┌────────
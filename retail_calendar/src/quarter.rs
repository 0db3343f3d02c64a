//! Quarterly calendar arithmetic
//!
//! Forecast periods are calendar quarters. A quarter is turned into a single
//! date through a [`QuarterAnchor`], which must match the convention the
//! predictors were fitted with. The anchor is always configured, never guessed
//! from the data.

use crate::{CalendarError, Result};
use chrono::{Datelike, NaiveDate};
use serde::{Deserialize, Serialize};
use std::fmt;

/// A calendar quarter, e.g. 2023Q2
#[derive(Debug, Clone, Copy, PartialEq, Eq, Hash, PartialOrd, Ord, Serialize, Deserialize)]
pub struct Quarter {
    year: i32,
    number: u32,
}

/// Which day of a quarter represents it as a timestamp
#[derive(Debug, Clone, Copy, Default, PartialEq, Eq, Serialize, Deserialize)]
#[serde(rename_all = "lowercase")]
pub enum QuarterAnchor {
    /// First day of the quarter (1 Jan, 1 Apr, 1 Jul, 1 Oct)
    #[default]
    Start,
    /// Last day of the quarter (31 Mar, 30 Jun, 30 Sep, 31 Dec)
    ///
    /// The first date after a quarter-start observation is the end of that
    /// same quarter, so the last observed quarter is forecast again.
    End,
}

impl Quarter {
    /// Create a quarter from a year and a quarter number in 1..=4
    pub fn new(year: i32, number: u32) -> Result<Self> {
        if !(1..=4).contains(&number) {
            return Err(CalendarError::InvalidInput(format!(
                "Quarter number must be between 1 and 4, got {}",
                number
            )));
        }

        Ok(Self { year, number })
    }

    /// The quarter a date falls in
    pub fn containing(date: NaiveDate) -> Self {
        Self {
            year: date.year(),
            number: (date.month0() / 3) + 1,
        }
    }

    pub fn year(&self) -> i32 {
        self.year
    }

    pub fn number(&self) -> u32 {
        self.number
    }

    /// The following quarter
    pub fn next(&self) -> Result<Self> {
        if self.number < 4 {
            return Ok(Self {
                year: self.year,
                number: self.number + 1,
            });
        }

        let year = self.year.checked_add(1).ok_or_else(|| {
            CalendarError::OutOfRange(format!("No quarter after {}", self))
        })?;

        Ok(Self { year, number: 1 })
    }

    /// First day of the quarter
    pub fn start(&self) -> Result<NaiveDate> {
        let month = (self.number - 1) * 3 + 1;
        NaiveDate::from_ymd_opt(self.year, month, 1)
            .ok_or_else(|| CalendarError::OutOfRange(format!("{} has no start date", self)))
    }

    /// Last day of the quarter
    pub fn end(&self) -> Result<NaiveDate> {
        let (month, day) = match self.number {
            1 => (3, 31),
            2 => (6, 30),
            3 => (9, 30),
            _ => (12, 31),
        };
        NaiveDate::from_ymd_opt(self.year, month, day)
            .ok_or_else(|| CalendarError::OutOfRange(format!("{} has no end date", self)))
    }

    /// The date representing this quarter under the given anchor
    pub fn date(&self, anchor: QuarterAnchor) -> Result<NaiveDate> {
        match anchor {
            QuarterAnchor::Start => self.start(),
            QuarterAnchor::End => self.end(),
        }
    }
}

impl fmt::Display for Quarter {
    fn fmt(&self, f: &mut fmt::Formatter<'_>) -> fmt::Result {
        write!(f, "{}Q{}", self.year, self.number)
    }
}

impl QuarterAnchor {
    /// The first quarter whose anchored date is strictly after `date`
    pub fn first_quarter_after(&self, date: NaiveDate) -> Result<Quarter> {
        let current = Quarter::containing(date);
        match self {
            // The start of the current quarter is never after `date`
            QuarterAnchor::Start => current.next(),
            QuarterAnchor::End => {
                if date < current.end()? {
                    Ok(current)
                } else {
                    current.next()
                }
            }
        }
    }

    /// `count` consecutive anchored quarter dates, the first strictly after `date`
    pub fn dates_after(&self, date: NaiveDate, count: usize) -> Result<Vec<NaiveDate>> {
        let mut dates = Vec::with_capacity(count);
        if count == 0 {
            return Ok(dates);
        }

        let mut quarter = self.first_quarter_after(date)?;
        dates.push(quarter.date(*self)?);
        for _ in 1..count {
            quarter = quarter.next()?;
            dates.push(quarter.date(*self)?);
        }

        Ok(dates)
    }
}

impl fmt::Display for QuarterAnchor {
    fn fmt(&self, f: &mut fmt::Formatter<'_>) -> fmt::Result {
        match self {
            QuarterAnchor::Start => write!(f, "start"),
            QuarterAnchor::End => write!(f, "end"),
        }
    }
}
use demand_forecast::error::ForecastError;
use std::io;

#[test]
fn test_error_conversion() {
    let io_error = io::Error::new(io::ErrorKind::NotFound, "file not found");
    let forecast_error = ForecastError::from(io_error);

    assert!(matches!(forecast_error, ForecastError::IoError(_)));

    let calendar_error = retail_calendar::Quarter::new(2022, 7).unwrap_err();
    let forecast_error = ForecastError::from(calendar_error);

    assert!(matches!(forecast_error, ForecastError::DataError(_)));
}

#[test]
fn test_error_display() {
    let error = ForecastError::ModelNotFound {
        code: "11".to_string(),
    };
    assert_eq!(error.to_string(), "No model found for COICOP 11");

    let error = ForecastError::ModelLoad {
        code: "11".to_string(),
        reason: "unexpected end of file".to_string(),
    };
    assert_eq!(
        error.to_string(),
        "Failed to load model for COICOP 11: unexpected end of file"
    );

    let error = ForecastError::from(io::Error::new(
        io::ErrorKind::PermissionDenied,
        "permission denied",
    ));
    let error_string = format!("{}", error);

    assert!(error_string.contains("IO error"));
    assert!(error_string.contains("permission denied"));
}

#[test]
fn test_category_scope() {
    let scoped = [
        ForecastError::ModelNotFound {
            code: "01".to_string(),
        },
        ForecastError::ModelLoad {
            code: "01".to_string(),
            reason: "bad".to_string(),
        },
        ForecastError::PredictionFailed {
            code: "01".to_string(),
            reason: "bad".to_string(),
        },
    ];
    assert!(scoped.iter().all(ForecastError::is_category_scoped));

    let global = [
        ForecastError::Ingestion("Missing required columns".to_string()),
        ForecastError::InvalidHorizon("9".to_string()),
        ForecastError::Config("bad".to_string()),
    ];
    assert!(!global.iter().any(ForecastError::is_category_scoped));
}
└────────
Each record must be reproduced exactly. Keep every one.

## RESPONSE TO THE EXERCISE
filename retail_calendar/src/quarter.rs
repository 0db3343f3d02c64a
//! Quarterly calendar arithmetic
//!
//! Forecast periods are calendar quarters. A quarter is turned into a single
//! date through a [`QuarterAnchor`], which must match the convention the
//! predictors were fitted with. The anchor is always configured, never guessed
//! from the data.

use crate::{CalendarError, Result};
use chrono::{Datelike, NaiveDate};
use serde::{Deserialize, Serialize};
use std::fmt;

/// A calendar quarter, e.g. 2023Q2
#[derive(Debug, Clone, Copy, PartialEq, Eq, Hash, PartialOrd, Ord, Serialize, Deserialize)]
pub struct Quarter {
    year: i32,
    number: u32,
}

/// Which day of a quarter represents it as a timestamp
#[derive(Debug, Clone, Copy, Default, PartialEq, Eq, Serialize, Deserialize)]
#[serde(rename_all = "lowercase")]
pub enum QuarterAnchor {
    /// First day of the quarter (1 Jan, 1 Apr, 1 Jul, 1 Oct)
    #[default]
    Start,
    /// Last day of the quarter (31 Mar, 30 Jun, 30 Sep, 31 Dec)
    ///
    /// The first date after a quarter-start observation is the end of that
    /// same quarter, so the last observed quarter is forecast again.
    End,
}

impl Quarter {
    /// Create a quarter from a year and a quarter number in 1..=4
    pub fn new(year: i32, number: u32) -> Result<Self> {
        if !(1..=4).contains(&number) {
            return Err(CalendarError::InvalidInput(format!(
                "Quarter number must be between 1 and 4, got {}",
                number
            )));
        }

        Ok(Self { year, number })
    }

    /// The quarter a date falls in
    pub fn containing(date: NaiveDate) -> Self {
        Self {
            year: date.year(),
            number: (date.month0() / 3) + 1,
        }
    }

    pub fn year(&self) -> i32 {
        self.year
    }

    pub fn number(&self) -> u32 {
        self.number
    }

    /// The following quarter
    pub fn next(&self) -> Result<Self> {
        if self.number < 4 {
            return Ok(Self {
                year: self.year,
                number: self.number + 1,
            });
        }

        let year = self.year.checked_add(1).ok_or_else(|| {
            CalendarError::OutOfRange(format!("No quarter after {}", self))
        })?;

        Ok(Self { year, number: 1 })
    }

    /// First day of the quarter
    pub fn start(&self) -> Result<NaiveDate> {
        let month = (self.number - 1) * 3 + 1;
        NaiveDate::from_ymd_opt(self.year, month, 1)
            .ok_or_else(|| CalendarError::OutOfRange(format!("{} has no start date", self)))
    }

    /// Last day of the quarter
    pub fn end(&self) -> Result<NaiveDate> {
        let (month, day) = match self.number {
            1 => (3, 31),
            2 => (6, 30),
            3 => (9, 30),
            _ => (12, 31),
        };
        NaiveDate::from_ymd_opt(self.year, month, day)
            .ok_or_else(|| CalendarError::OutOfRange(format!("{} has no end date", self)))
    }

    /// The date representing this quarter under the given anchor
    pub fn date(&self, anchor: QuarterAnchor) -> Result<NaiveDate> {
        match anchor {
            QuarterAnchor::Start => self.start(),
            QuarterAnchor::End => self.end(),
        }
    }
}

impl fmt::Display for Quarter {
    fn fmt(&self, f: &mut fmt::Formatter<'_>) -> fmt::Result {
        write!(f, "{}Q{}", self.year, self.number)
    }
}

impl QuarterAnchor {
    /// The first quarter whose anchored date is strictly after `date`
    pub fn first_quarter_after(&self, date: NaiveDate) -> Result<Quarter> {
        let current = Quarter::containing(date);
        match self {
            // The start of the current quarter is never after `date`
            QuarterAnchor::Start => current.next(),
            QuarterAnchor::End => {
                if date < current.end()? {
                    Ok(current)
                } else {
                    current.next()
                }
            }
        }
    }

    /// `count` consecutive anchored quarter dates, the first strictly after `date`
    pub fn dates_after(&self, date: NaiveDate, count: usize) -> Result<Vec<NaiveDate>> {
        let mut dates = Vec::with_capacity(count);
        if count == 0 {
            return Ok(dates);
        }

        let mut quarter = self.first_quarter_after(date)?;
        dates.push(quarter.date(*self)?);
        for _ in 1..count {
            quarter = quarter.next()?;
            dates.push(quarter.date(*self)?);
        }

        Ok(dates)
    }
}

impl fmt::Display for QuarterAnchor {
    fn fmt(&self, f: &mut fmt::Formatter<'_>) -> fmt::Result {
        match self {
            QuarterAnchor::Start => write!(f, "start"),
            QuarterAnchor::End => write!(f, "end"),
        }
    }
}
use demand_forecast::error::ForecastError;
use std::io;

#[test]
fn test_error_conversion() {
    let io_error = io::Error::new(io::ErrorKind::NotFound, "file not found");
    let forecast_error = ForecastError::from(io_error);

    assert!(matches!(forecast_error, ForecastError::IoError(_)));

    let calendar_error = retail_calendar::Quarter::new(2022, 7).unwrap_err();
    let forecast_error = ForecastError::from(calendar_error);

    assert!(matches!(forecast_error, ForecastError::DataError(_)));
}

#[test]
fn test_error_display() {
    let error = ForecastError::ModelNotFound {
        code: "11".to_string(),
    };
    assert_eq!(error.to_string(), "No model found for COICOP 11");

    let error = ForecastError::ModelLoad {
        code: "11".to_string(),
        reason: "unexpected end of file".to_string(),
    };
    assert_eq!(
        error.to_string(),
        "Failed to load model for COICOP 11: unexpected end of file"
    );

    let error = ForecastError::from(io::Error::new(
        io::ErrorKind::PermissionDenied,
        "permission denied",
    ));
    let error_string = format!("{}", error);

    assert!(error_string.contains("IO error"));
    assert!(error_string.contains("permission denied"));
}

#[test]
fn test_category_scope() {
    let scoped = [
        ForecastError::ModelNotFound {
            code: "01".to_string(),
        },
        ForecastError::ModelLoad {
            code: "01".to_string(),
            reason: "bad".to_string(),
        },
        ForecastError::PredictionFailed {
            code: "01".to_string(),
            reason: "bad".to_string(),
        },
    ];
    assert!(scoped.iter().all(ForecastError::is_category_scoped));

    let global = [
        ForecastError::Ingestion("Missing required columns".to_string()),
        ForecastError::InvalidHorizon("9".to_string()),
        ForecastError::Config("bad".to_string()),
    ];
    assert!(!global.iter().any(ForecastError::is_category_scoped));
}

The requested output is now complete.